#[cfg(test)]
mod tests {
    use super::*;
    use crate::engine::updater::release::MediaKind;
    use std::time::Duration;
    use tokio::io::AsyncReadExt;
    use tokio::net::TcpListener;

    /// Serve one canned HTTP response on a loopback port
    async fn serve_once(response: Vec<u8>) -> String {
        let listener = TcpListener::bind("127.0.0.1:0").await.unwrap();
        let addr = listener.local_addr().unwrap();
        tokio::spawn(async move {
            let (mut socket, _) = listener.accept().await.unwrap();
            let mut request = [0u8; 2048];
            let _ = socket.read(&mut request).await;
            let _ = socket.write_all(&response).await;
            let _ = socket.shutdown().await;
        });
        format!("http://{}/App-1.0.0.zip", addr)
    }

    fn http_response(status: &str, content_length: usize, body: &[u8]) -> Vec<u8> {
        let mut response = format!(
            "HTTP/1.1 {}\r\nContent-Type: application/zip\r\nContent-Length: {}\r\nConnection: close\r\n\r\n",
            status, content_length
        )
        .into_bytes();
        response.extend_from_slice(body);
        response
    }

    fn local_downloader() -> Downloader {
        let client = reqwest::Client::builder().no_proxy().build().unwrap();
        Downloader::new(client, None)
    }

    #[tokio::test]
    async fn test_progress_then_finished() {
        let stream = DownloadStream::from_events(vec![
            Ok(DownloadEvent::Progress(0.25)),
            Ok(DownloadEvent::Progress(0.75)),
            Ok(DownloadEvent::Finished(PathBuf::from("/tmp/download"))),
        ]);
        let mut seen = Vec::new();
        let location = stream.wait_for_location(|f| seen.push(f)).await.unwrap();
        assert_eq!(location, PathBuf::from("/tmp/download"));
        assert_eq!(seen, vec![0.25, 0.75]);
    }

    #[tokio::test]
    async fn test_missing_finished_is_error() {
        let stream = DownloadStream::from_events(vec![Ok(DownloadEvent::Progress(1.0))]);
        let result = stream.wait_for_location(|_| {}).await;
        assert!(matches!(result, Err(UpdateError::MissingTerminalEvent)));

        let empty = DownloadStream::from_events(vec![]);
        let result = empty.wait_for_location(|_| {}).await;
        assert!(matches!(result, Err(UpdateError::MissingTerminalEvent)));
    }

    #[tokio::test]
    async fn test_failure_is_propagated() {
        let stream = DownloadStream::from_events(vec![
            Ok(DownloadEvent::Progress(0.1)),
            Err(UpdateError::HttpStatus {
                status: 503,
                url: "https://example.com".into(),
            }),
        ]);
        let result = stream.wait_for_location(|_| {}).await;
        assert!(matches!(result, Err(UpdateError::HttpStatus { status: 503, .. })));
    }

    #[tokio::test]
    async fn test_spawned_producer_finishes() {
        let dir = tempfile::tempdir().unwrap();
        let target = dir.path().join("download");
        let out = target.clone();
        let stream = DownloadStream::spawn(None, move |sink| async move {
            for i in 1..=4 {
                sink.progress(i as f64 / 4.0).await?;
            }
            tokio::fs::write(&out, b"payload").await?;
            Ok(out)
        });
        let mut ticks = 0;
        let location = stream.wait_for_location(|_| ticks += 1).await.unwrap();
        assert_eq!(ticks, 4);
        assert_eq!(std::fs::read(location).unwrap(), b"payload");
    }

    #[tokio::test]
    async fn test_failed_producer_removes_partial() {
        let dir = tempfile::tempdir().unwrap();
        let partial = partial_path(&dir.path().join("download"));
        let written = partial.clone();
        let stream = DownloadStream::spawn(Some(partial.clone()), move |_sink| async move {
            tokio::fs::write(&written, b"half").await?;
            Err::<PathBuf, _>(UpdateError::Io(std::io::Error::new(
                std::io::ErrorKind::ConnectionReset,
                "reset",
            )))
        });
        assert!(stream.wait_for_location(|_| {}).await.is_err());
        assert!(!partial.exists());
    }

    #[tokio::test]
    async fn test_dropping_stream_cancels_transfer() {
        let dir = tempfile::tempdir().unwrap();
        let partial = partial_path(&dir.path().join("download"));
        let written = partial.clone();
        let mut stream = DownloadStream::spawn(Some(partial.clone()), move |sink| async move {
            tokio::fs::write(&written, b"half").await?;
            sink.progress(0.5).await?;
            tokio::time::sleep(Duration::from_secs(30)).await;
            Ok(written)
        });

        let first = stream.next().await.unwrap().unwrap();
        assert_eq!(first, DownloadEvent::Progress(0.5));
        drop(stream);

        assert!(!partial.exists());
    }

    #[tokio::test]
    async fn test_invalid_asset_url() {
        let downloader = Downloader::new(reqwest::Client::new(), None);
        let asset = Asset::new("App-1.0.0.zip", "not a url", MediaKind::Zip);
        let dir = tempfile::tempdir().unwrap();
        let result = downloader.download(&asset, &dir.path().join("download"));
        assert!(matches!(result, Err(UpdateError::InvalidUrl(_))));
    }

    #[tokio::test]
    async fn test_http_download_streams_to_destination() {
        let body: Vec<u8> = (0..64 * 1024).map(|i| (i % 251) as u8).collect();
        let url = serve_once(http_response("200 OK", body.len(), &body)).await;
        let asset = Asset::new("App-1.0.0.zip", url, MediaKind::Zip);
        let dir = tempfile::tempdir().unwrap();
        let destination = dir.path().join("download");

        let stream = local_downloader().download(&asset, &destination).unwrap();
        let mut fractions = Vec::new();
        let location = stream.wait_for_location(|f| fractions.push(f)).await.unwrap();

        assert_eq!(location, destination);
        assert_eq!(std::fs::read(&destination).unwrap(), body);
        assert!(!partial_path(&destination).exists());
        assert_eq!(fractions.first(), Some(&0.0));
        assert_eq!(fractions.last(), Some(&1.0));
        assert!(fractions.windows(2).all(|w| w[0] <= w[1]));
    }

    #[tokio::test]
    async fn test_http_error_status() {
        let url = serve_once(http_response("404 Not Found", 9, b"not found")).await;
        let asset = Asset::new("App-1.0.0.zip", url, MediaKind::Zip);
        let dir = tempfile::tempdir().unwrap();
        let destination = dir.path().join("download");

        let stream = local_downloader().download(&asset, &destination).unwrap();
        let result = stream.wait_for_location(|_| {}).await;

        assert!(matches!(result, Err(UpdateError::HttpStatus { status: 404, .. })));
        assert!(!partial_path(&destination).exists());
        assert!(!destination.exists());
    }

    #[tokio::test]
    async fn test_http_short_body_fails() {
        let url = serve_once(http_response("200 OK", 4096, &[7u8; 100])).await;
        let asset = Asset::new("App-1.0.0.zip", url, MediaKind::Zip);
        let dir = tempfile::tempdir().unwrap();
        let destination = dir.path().join("download");

        let stream = local_downloader().download(&asset, &destination).unwrap();
        let err = stream.wait_for_location(|_| {}).await.unwrap_err();

        // The transport may notice the truncation before the size check does.
        assert!(matches!(err, UpdateError::Http(_) | UpdateError::Io(_)));
        assert!(!partial_path(&destination).exists());
        assert!(!destination.exists());
    }

    #[tokio::test]
    async fn test_dropped_http_download_leaves_no_partial() {
        // Accepts the connection but never answers.
        let listener = TcpListener::bind("127.0.0.1:0").await.unwrap();
        let addr = listener.local_addr().unwrap();
        let server = tokio::spawn(async move {
            let (socket, _) = listener.accept().await.unwrap();
            tokio::time::sleep(Duration::from_secs(30)).await;
            drop(socket);
        });

        let asset = Asset::new("App-1.0.0.zip", format!("http://{}/App.zip", addr), MediaKind::Zip);
        let dir = tempfile::tempdir().unwrap();
        let destination = dir.path().join("download");

        let mut stream = local_downloader().download(&asset, &destination).unwrap();
        assert!(partial_path(&destination).exists());
        assert_eq!(stream.next().await.unwrap().unwrap(), DownloadEvent::Progress(0.0));
        drop(stream);

        tokio::time::sleep(Duration::from_millis(100)).await;
        assert!(!partial_path(&destination).exists());
        assert!(!destination.exists());
        server.abort();
    }

    #[test]
    fn test_partial_path() {
        assert_eq!(
            partial_path(Path::new("/tmp/work/download")),
            PathBuf::from("/tmp/work/download.partial")
        );
    }
}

_ _ _ _ _

- **WHAT THIS TASK INVOLVES**
Everything above from the line containing "use tokio::net::TcpListener;" through the line containing "async fn test_missing_finished_is_error()" must be copied exactly. Nothing outside that range belongs in the answer.

- **EXPECTED ANSWER**
    use tokio::net::TcpListener;

    /// Serve one canned HTTP response on a loopback port
    async fn serve_once(response: Vec<u8>) -> String {
        let listener = TcpListener::bind("127.0.0.1:0").await.unwrap();
        let addr = listener.local_addr().unwrap();
        tokio::spawn(async move {
            let (mut socket, _) = listener.accept().await.unwrap();
            let mut request = [0u8; 2048];
            let _ = socket.read(&mut request).await;
            let _ = socket.write_all(&response).await;
            let _ = socket.shutdown().await;
        });
        format!("http://{}/App-1.0.0.zip", addr)
    }

    fn http_response(status: &str, content_length: usize, body: &[u8]) -> Vec<u8> {
        let mut response = format!(
            "HTTP/1.1 {}\r\nContent-Type: application/zip\r\nContent-Length: {}\r\nConnection: close\r\n\r\n",
            status, content_length
        )
        .into_bytes();
        response.extend_from_slice(body);
        response
    }

    fn local_downloader() -> Downloader {
        let client = reqwest::Client::builder().no_proxy().build().unwrap();
        Downloader::new(client, None)
    }

    #[tokio::test]
    async fn test_progress_then_finished() {
        let stream = DownloadStream::from_events(vec![
            Ok(DownloadEvent::Progress(0.25)),
            Ok(DownloadEvent::Progress(0.75)),
            Ok(DownloadEvent::Finished(PathBuf::from("/tmp/download"))),
        ]);
        let mut seen = Vec::new();
        let location = stream.wait_for_location(|f| seen.push(f)).await.unwrap();
        assert_eq!(location, PathBuf::from("/tmp/download"));
        assert_eq!(seen, vec![0.25, 0.75]);
    }

    #[tokio::test]
    async fn test_missing_finished_is_error() {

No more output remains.